WHAT IS REQUIRED:
Character for character, reproduce every entry below.

DATA FOR THE TASK:
//! 节点收集器
//!
//! 从一个或多个根节点出发，找出包含标记词的叶级文本片段。
//!
//! ## 遍历规则
//!
//! 对每个根节点，搜索范围先上扩一级：取根节点的父节点，遍历父节点的每个
//! 元素子节点的全部后代元素。变更通知给出的根往往只是容器本身，而与之
//! 相关的兄弟区域（例如弹窗的页眉页脚）并不在通知里。
//!
//! 对每个后代元素 `E`，检查它的直接子节点：
//!
//! - 文本节点：内容（不区分大小写）包含标记词即入选
//! - 元素节点：必须没有元素子节点（真正的叶子）、未被排除、文本包含标记词
//!   且本轮尚未入选
//!
//! 复合元素不会入选，因此每个标记只在最深的叶子处被捕获一次。

use markup5ever_rcdom::{Handle, NodeData};

use super::batch::Batch;
use super::selector::ExclusionRules;
use crate::parsers::html::{
    element_children, find_nodes, get_parent_node, has_element_children, is_element, node_text,
};

/// DOM 节点收集器
#[derive(Debug, Clone)]
pub struct Harvester {
    /// 小写的标记词
    marker: String,
    exclusions: ExclusionRules,
}

impl Harvester {
    pub fn new(marker_token: &str, exclusions: ExclusionRules) -> Self {
        Self {
            marker: marker_token.to_lowercase(),
            exclusions,
        }
    }

    pub fn marker(&self) -> &str {
        &self.marker
    }

    pub fn exclusions(&self) -> &ExclusionRules {
        &self.exclusions
    }

    /// 文本是否包含标记词（不区分大小写）
    pub fn contains_marker(&self, text: &str) -> bool {
        !self.marker.is_empty() && text.to_lowercase().contains(&self.marker)
    }

    /// 收集到新的批次中
    pub fn collect(&self, document: &Handle, roots: &[Handle]) -> Batch {
        let mut batch = Batch::new();
        self.harvest(document, roots, &mut batch);
        batch
    }

    /// 将候选节点追加到批次中，返回新增数量
    ///
    /// `roots` 为空表示整个文档。收集过程不修改文档。
    pub fn harvest(&self, document: &Handle, roots: &[Handle], batch: &mut Batch) -> usize {
        let before = batch.len();

        if roots.is_empty() {
            let root = document_root(document);
            self.harvest_root(&root, batch);
        } else {
            for root in roots {
                self.harvest_root(root, batch);
            }
        }

        let added = batch.len() - before;
        tracing::trace!("收集完成: {} 个根节点，新增 {} 项", roots.len().max(1), added);
        added
    }

    /// 没有父节点的根（已从文档中移除）不产生任何候选
    fn harvest_root(&self, root: &Handle, batch: &mut Batch) {
        let Some(scope) = get_parent_node(root) else {
            return;
        };

        if self.exclusions.is_excluded(&scope) {
            return;
        }

        for child in element_children(&scope) {
            if self.exclusions.matches(&child) {
                continue;
            }
            self.visit_descendants(&child, batch);
        }
    }

    /// 文档顺序遍历后代元素；被排除的元素连同其子树一起跳过
    fn visit_descendants(&self, element: &Handle, batch: &mut Batch) {
        for child in element_children(element) {
            if self.exclusions.matches(&child) {
                continue;
            }
            self.inspect_contents(&child, batch);
            self.visit_descendants(&child, batch);
        }
    }

    fn inspect_contents(&self, element: &Handle, batch: &mut Batch) {
        let contents: Vec<Handle> = element.children.borrow().clone();

        for node in contents {
            match &node.data {
                NodeData::Text { contents } => {
                    if batch.contains(&node) || parent_selected(&node, batch) {
                        continue;
                    }
                    let text = contents.borrow().to_string();
                    if self.contains_marker(&text) {
                        batch.push(node.clone(), text);
                    }
                }
                NodeData::Element { .. } => {
                    if self.exclusions.matches(&node)
                        || has_element_children(&node)
                        || batch.contains(&node)
                    {
                        continue;
                    }
                    let text = node_text(&node);
                    if self.contains_marker(&text) {
                        batch.push(node.clone(), text);
                    }
                }
                _ => {}
            }
        }
    }
}

/// 文本节点的父元素已作为叶子入选时，该文本已被覆盖
fn parent_selected(text_node: &Handle, batch: &Batch) -> bool {
    get_parent_node(text_node)
        .filter(is_element)
        .is_some_and(|parent| batch.contains(&parent))
}

/// 整个文档对应的根：优先 `<body>`，否则为文档节点本身
pub fn document_root(document: &Handle) -> Handle {
    find_nodes(document, &["body"])
        .into_iter()
        .next()
        .unwrap_or_else(|| document.clone())
}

EXPECTED ANSWER:
//! 节点收集器
//!
//! 从一个或多个根节点出发，找出包含标记词的叶级文本片段。
//!
//! ## 遍历规则
//!
//! 对每个根节点，搜索范围先上扩一级：取根节点的父节点，遍历父节点的每个
//! 元素子节点的全部后代元素。变更通知给出的根往往只是容器本身，而与之
//! 相关的兄弟区域（例如弹窗的页眉页脚）并不在通知里。
//!
//! 对每个后代元素 `E`，检查它的直接子节点：
//!
//! - 文本节点：内容（不区分大小写）包含标记词即入选
//! - 元素节点：必须没有元素子节点（真正的叶子）、未被排除、文本包含标记词
//!   且本轮尚未入选
//!
//! 复合元素不会入选，因此每个标记只在最深的叶子处被捕获一次。

use markup5ever_rcdom::{Handle, NodeData};

use super::batch::Batch;
use super::selector::ExclusionRules;
use crate::parsers::html::{
    element_children, find_nodes, get_parent_node, has_element_children, is_element, node_text,
};

/// DOM 节点收集器
#[derive(Debug, Clone)]
pub struct Harvester {
    /// 小写的标记词
    marker: String,
    exclusions: ExclusionRules,
}

impl Harvester {
    pub fn new(marker_token: &str, exclusions: ExclusionRules) -> Self {
        Self {
            marker: marker_token.to_lowercase(),
            exclusions,
        }
    }

    pub fn marker(&self) -> &str {
        &self.marker
    }

    pub fn exclusions(&self) -> &ExclusionRules {
        &self.exclusions
    }

    /// 文本是否包含标记词（不区分大小写）
    pub fn contains_marker(&self, text: &str) -> bool {
        !self.marker.is_empty() && text.to_lowercase().contains(&self.marker)
    }

    /// 收集到新的批次中
    pub fn collect(&self, document: &Handle, roots: &[Handle]) -> Batch {
        let mut batch = Batch::new();
        self.harvest(document, roots, &mut batch);
        batch
    }

    /// 将候选节点追加到批次中，返回新增数量
    ///
    /// `roots` 为空表示整个文档。收集过程不修改文档。
    pub fn harvest(&self, document: &Handle, roots: &[Handle], batch: &mut Batch) -> usize {
        let before = batch.len();

        if roots.is_empty() {
            let root = document_root(document);
            self.harvest_root(&root, batch);
        } else {
            for root in roots {
                self.harvest_root(root, batch);
            }
        }

        let added = batch.len() - before;
        tracing::trace!("收集完成: {} 个根节点，新增 {} 项", roots.len().max(1), added);
        added
    }

    /// 没有父节点的根（已从文档中移除）不产生任何候选
    fn harvest_root(&self, root: &Handle, batch: &mut Batch) {
        let Some(scope) = get_parent_node(root) else {
            return;
        };

        if self.exclusions.is_excluded(&scope) {
            return;
        }

        for child in element_children(&scope) {
            if self.exclusions.matches(&child) {
                continue;
            }
            self.visit_descendants(&child, batch);
        }
    }

    /// 文档顺序遍历后代元素；被排除的元素连同其子树一起跳过
    fn visit_descendants(&self, element: &Handle, batch: &mut Batch) {
        for child in element_children(element) {
            if self.exclusions.matches(&child) {
                continue;
            }
            self.inspect_contents(&child, batch);
            self.visit_descendants(&child, batch);
        }
    }

    fn inspect_contents(&self, element: &Handle, batch: &mut Batch) {
        let contents: Vec<Handle> = element.children.borrow().clone();

        for node in contents {
            match &node.data {
                NodeData::Text { contents } => {
                    if batch.contains(&node) || parent_selected(&node, batch) {
                        continue;
                    }
                    let text = contents.borrow().to_string();
                    if self.contains_marker(&text) {
                        batch.push(node.clone(), text);
                    }
                }
                NodeData::Element { .. } => {
                    if self.exclusions.matches(&node)
                        || has_element_children(&node)
                        || batch.contains(&node)
                    {
                        continue;
                    }
                    let text = node_text(&node);
                    if self.contains_marker(&text) {
                        batch.push(node.clone(), text);
                    }
                }
                _ => {}
            }
        }
    }
}

/// 文本节点的父元素已作为叶子入选时，该文本已被覆盖
fn parent_selected(text_node: &Handle, batch: &Batch) -> bool {
    get_parent_node(text_node)
        .filter(is_element)
        .is_some_and(|parent| batch.contains(&parent))
}

/// 整个文档对应的根：优先 `<body>`，否则为文档节点本身
pub fn document_root(document: &Handle) -> Handle {
    find_nodes(document, &["body"])
        .into_iter()
        .next()
        .unwrap_or_else(|| document.clone())
}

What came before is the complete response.